## What to do
Starting at the first entry, print everything through the last exactly.

## Information

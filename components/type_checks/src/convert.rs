//! Conversions from array-likes and single values to arrays.

use crate::collections::is_array;
use crate::tag::tag_of;
use core_types::{JsError, JsObject, JsResult, ObjectKind, Value};
use std::rc::Rc;

/// Largest length an array may have.
const MAX_ARRAY_LENGTH: f64 = u32::MAX as f64;

/// Array-likes up to this length are copied with every hole filled.
/// Longer ones stop after their highest own index.
const DENSE_COPY_LIMIT: usize = 1 << 16;

/// Copies an array-like value into a fresh array.
///
/// Falsy input (`undefined`, `null`, `""`, `0`, ...) yields an empty array.
/// Arrays, arguments objects, typed arrays, strings, host collections and
/// objects with a numeric `length` are copied element by element; anything
/// else yields an empty array. The copy is a snapshot: later changes to the
/// source are not reflected.
///
/// Strings are split by Unicode scalar value, so a character outside the
/// Basic Multilingual Plane (an emoji, say) yields one element where
/// `Array.prototype.slice` would yield two UTF-16 code units.
///
/// A plain object whose `length` exceeds 65536 is copied only up to its
/// highest own index property; the trailing holes are not materialised.
///
/// # Errors
///
/// RangeError when the source reports a length above `2^32 - 1`. Errors
/// raised by a host collection while reading an item are returned as is.
///
/// # Examples
///
/// ```
/// use type_checks::{is_array, to_sequence};
/// use core_types::{JsObject, Value};
///
/// let empty = to_sequence(&Value::Null).unwrap();
/// assert!(is_array(&empty));
///
/// let args = Value::from(JsObject::arguments(vec![Value::Smi(1), Value::Smi(2)]));
/// let copy = to_sequence(&args).unwrap();
/// assert!(is_array(&copy));
/// ```
pub fn to_sequence(value: &Value) -> JsResult<Value> {
    let elements = if !value.is_truthy() {
        Vec::new()
    } else {
        match value {
            Value::String(s) => code_points(s),
            Value::Object(obj) => object_elements(obj)?,
            _ => Vec::new(),
        }
    };
    tracing::trace!(tag = %tag_of(value), length = elements.len(), "copied array-like");
    Ok(Value::array(elements))
}

/// Returns arrays unchanged and wraps anything else in a one-element array.
///
/// # Examples
///
/// ```
/// use type_checks::normalize_to_sequence;
/// use core_types::Value;
///
/// let list = Value::array(vec![Value::Smi(1)]);
/// assert_eq!(normalize_to_sequence(list.clone()), list);
///
/// let single = normalize_to_sequence(Value::Smi(1));
/// assert_ne!(single, Value::Smi(1));
/// ```
pub fn normalize_to_sequence(value: Value) -> Value {
    if is_array(&value) {
        value
    } else {
        Value::array(vec![value])
    }
}

fn object_elements(obj: &JsObject) -> JsResult<Vec<Value>> {
    let host = match &*obj.kind() {
        ObjectKind::Array(elements) | ObjectKind::Arguments(elements) => return Ok(elements.clone()),
        ObjectKind::TypedArray(kind, view) => return Ok(view.elements(*kind)),
        ObjectKind::String(s) => return Ok(code_points(s)),
        ObjectKind::Host(host) => Some(Rc::clone(host)),
        _ => None,
    };
    // The kind borrow is released here, so host reads may touch the object.
    match host {
        Some(host) => {
            let length = host.length();
            check_length(length as f64)?;
            (0..length).map(|index| host.item(index)).collect()
        }
        None => indexed_properties(obj),
    }
}

fn indexed_properties(obj: &JsObject) -> JsResult<Vec<Value>> {
    let length = match obj.get("length") {
        Some(length) => to_length(&length)?,
        None => return Ok(Vec::new()),
    };
    let indexed: Vec<(usize, Value)> = obj
        .own_properties()
        .into_iter()
        .filter_map(|(key, value)| array_index(&key).filter(|&i| i < length).map(|i| (i, value)))
        .collect();
    let filled = if length <= DENSE_COPY_LIMIT {
        length
    } else {
        let filled = indexed.iter().map(|(i, _)| i + 1).max().unwrap_or(0);
        tracing::debug!(length, filled, "sparse array-like copied up to its last index");
        filled
    };
    let mut elements = vec![Value::Undefined; filled];
    for (index, value) in indexed {
        elements[index] = value;
    }
    Ok(elements)
}

/// Canonical array index: decimal, no leading zeros, below `2^32 - 1`.
fn array_index(key: &str) -> Option<usize> {
    let index: u32 = key.parse().ok()?;
    (index != u32::MAX && index.to_string() == key).then_some(index as usize)
}

fn to_length(value: &Value) -> JsResult<usize> {
    let n = match value {
        Value::Smi(n) => *n as f64,
        Value::Double(n) => *n,
        Value::Boolean(b) => f64::from(u8::from(*b)),
        Value::String(s) => string_to_number(s),
        _ => f64::NAN,
    };
    if n.is_nan() || n <= 0.0 {
        return Ok(0);
    }
    let n = n.floor();
    check_length(n)?;
    Ok(n as usize)
}

/// `ToNumber` applied to a string.
fn string_to_number(s: &str) -> f64 {
    let s = s.trim();
    if s.is_empty() {
        return 0.0;
    }
    let radix = match s.get(..2) {
        Some("0x" | "0X") => Some(16),
        Some("0o" | "0O") => Some(8),
        Some("0b" | "0B") => Some(2),
        _ => None,
    };
    if let Some(radix) = radix {
        return parse_radix(&s[2..], radix);
    }
    let unsigned = s.strip_prefix(|c: char| c == '+' || c == '-').unwrap_or(s);
    if unsigned == "Infinity" {
        return if s.starts_with('-') { f64::NEG_INFINITY } else { f64::INFINITY };
    }
    // Rust also accepts "inf" and "nan", which JavaScript does not.
    if !unsigned.bytes().all(|b| b.is_ascii_digit() || matches!(b, b'.' | b'e' | b'E' | b'+' | b'-')) {
        return f64::NAN;
    }
    s.parse().unwrap_or(f64::NAN)
}

fn parse_radix(digits: &str, radix: u32) -> f64 {
    if digits.is_empty() {
        return f64::NAN;
    }
    digits
        .chars()
        .try_fold(0.0, |acc: f64, c| {
            c.to_digit(radix).map(|d| acc * f64::from(radix) + f64::from(d))
        })
        .unwrap_or(f64::NAN)
}

fn check_length(length: f64) -> JsResult<()> {
    if length > MAX_ARRAY_LENGTH {
        tracing::debug!(length, "array-like length too large");
        return Err(JsError::range_error("Invalid array length"));
    }
    Ok(())
}

fn code_points(s: &str) -> Vec<Value> {
    s.chars().map(|c| Value::String(c.to_string())).collect()
}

## Final answer
filename components/type_checks/src/convert.rs
//! Conversions from array-likes and single values to arrays.

use crate::collections::is_array;
use crate::tag::tag_of;
use core_types::{JsError, JsObject, JsResult, ObjectKind, Value};
use std::rc::Rc;

/// Largest length an array may have.
const MAX_ARRAY_LENGTH: f64 = u32::MAX as f64;

/// Array-likes up to this length are copied with every hole filled.
/// Longer ones stop after their highest own index.
const DENSE_COPY_LIMIT: usize = 1 << 16;

/// Copies an array-like value into a fresh array.
///
/// Falsy input (`undefined`, `null`, `""`, `0`, ...) yields an empty array.
/// Arrays, arguments objects, typed arrays, strings, host collections and
/// objects with a numeric `length` are copied element by element; anything
/// else yields an empty array. The copy is a snapshot: later changes to the
/// source are not reflected.
///
/// Strings are split by Unicode scalar value, so a character outside the
/// Basic Multilingual Plane (an emoji, say) yields one element where
/// `Array.prototype.slice` would yield two UTF-16 code units.
///
/// A plain object whose `length` exceeds 65536 is copied only up to its
/// highest own index property; the trailing holes are not materialised.
///
/// # Errors
///
/// RangeError when the source reports a length above `2^32 - 1`. Errors
/// raised by a host collection while reading an item are returned as is.
///
/// # Examples
///
/// ```
/// use type_checks::{is_array, to_sequence};
/// use core_types::{JsObject, Value};
///
/// let empty = to_sequence(&Value::Null).unwrap();
/// assert!(is_array(&empty));
///
/// let args = Value::from(JsObject::arguments(vec![Value::Smi(1), Value::Smi(2)]));
/// let copy = to_sequence(&args).unwrap();
/// assert!(is_array(&copy));
/// ```
pub fn to_sequence(value: &Value) -> JsResult<Value> {
    let elements = if !value.is_truthy() {
        Vec::new()
    } else {
        match value {
            Value::String(s) => code_points(s),
            Value::Object(obj) => object_elements(obj)?,
            _ => Vec::new(),
        }
    };
    tracing::trace!(tag = %tag_of(value), length = elements.len(), "copied array-like");
    Ok(Value::array(elements))
}

/// Returns arrays unchanged and wraps anything else in a one-element array.
///
/// # Examples
///
/// ```
/// use type_checks::normalize_to_sequence;
/// use core_types::Value;
///
/// let list = Value::array(vec![Value::Smi(1)]);
/// assert_eq!(normalize_to_sequence(list.clone()), list);
///
/// let single = normalize_to_sequence(Value::Smi(1));
/// assert_ne!(single, Value::Smi(1));
/// ```
pub fn normalize_to_sequence(value: Value) -> Value {
    if is_array(&value) {
        value
    } else {
        Value::array(vec![value])
    }
}

fn object_elements(obj: &JsObject) -> JsResult<Vec<Value>> {
    let host = match &*obj.kind() {
        ObjectKind::Array(elements) | ObjectKind::Arguments(elements) => return Ok(elements.clone()),
        ObjectKind::TypedArray(kind, view) => return Ok(view.elements(*kind)),
        ObjectKind::String(s) => return Ok(code_points(s)),
        ObjectKind::Host(host) => Some(Rc::clone(host)),
        _ => None,
    };
    // The kind borrow is released here, so host reads may touch the object.
    match host {
        Some(host) => {
            let length = host.length();
            check_length(length as f64)?;
            (0..length).map(|index| host.item(index)).collect()
        }
        None => indexed_properties(obj),
    }
}

fn indexed_properties(obj: &JsObject) -> JsResult<Vec<Value>> {
    let length = match obj.get("length") {
        Some(length) => to_length(&length)?,
        None => return Ok(Vec::new()),
    };
    let indexed: Vec<(usize, Value)> = obj
        .own_properties()
        .into_iter()
        .filter_map(|(key, value)| array_index(&key).filter(|&i| i < length).map(|i| (i, value)))
        .collect();
    let filled = if length <= DENSE_COPY_LIMIT {
        length
    } else {
        let filled = indexed.iter().map(|(i, _)| i + 1).max().unwrap_or(0);
        tracing::debug!(length, filled, "sparse array-like copied up to its last index");
        filled
    };
    let mut elements = vec![Value::Undefined; filled];
    for (index, value) in indexed {
        elements[index] = value;
    }
    Ok(elements)
}

/// Canonical array index: decimal, no leading zeros, below `2^32 - 1`.
fn array_index(key: &str) -> Option<usize> {
    let index: u32 = key.parse().ok()?;
    (index != u32::MAX && index.to_string() == key).then_some(index as usize)
}

fn to_length(value: &Value) -> JsResult<usize> {
    let n = match value {
        Value::Smi(n) => *n as f64,
        Value::Double(n) => *n,
        Value::Boolean(b) => f64::from(u8::from(*b)),
        Value::String(s) => string_to_number(s),
        _ => f64::NAN,
    };
    if n.is_nan() || n <= 0.0 {
        return Ok(0);
    }
    let n = n.floor();
    check_length(n)?;
    Ok(n as usize)
}

/// `ToNumber` applied to a string.
fn string_to_number(s: &str) -> f64 {
    let s = s.trim();
    if s.is_empty() {
        return 0.0;
    }
    let radix = match s.get(..2) {
        Some("0x" | "0X") => Some(16),
        Some("0o" | "0O") => Some(8),
        Some("0b" | "0B") => Some(2),
        _ => None,
    };
    if let Some(radix) = radix {
        return parse_radix(&s[2..], radix);
    }
    let unsigned = s.strip_prefix(|c: char| c == '+' || c == '-').unwrap_or(s);
    if unsigned == "Infinity" {
        return if s.starts_with('-') { f64::NEG_INFINITY } else { f64::INFINITY };
    }
    // Rust also accepts "inf" and "nan", which JavaScript does not.
    if !unsigned.bytes().all(|b| b.is_ascii_digit() || matches!(b, b'.' | b'e' | b'E' | b'+' | b'-')) {
        return f64::NAN;
    }
    s.parse().unwrap_or(f64::NAN)
}

fn parse_radix(digits: &str, radix: u32) -> f64 {
    if digits.is_empty() {
        return f64::NAN;
    }
    digits
        .chars()
        .try_fold(0.0, |acc: f64, c| {
            c.to_digit(radix).map(|d| acc * f64::from(radix) + f64::from(d))
        })
        .unwrap_or(f64::NAN)
}

fn check_length(length: f64) -> JsResult<()> {
    if length > MAX_ARRAY_LENGTH {
        tracing::debug!(length, "array-like length too large");
        return Err(JsError::range_error("Invalid array length"));
    }
    Ok(())
}

fn code_points(s: &str) -> Vec<Value> {
    s.chars().map(|c| Value::String(c.to_string())).collect()
}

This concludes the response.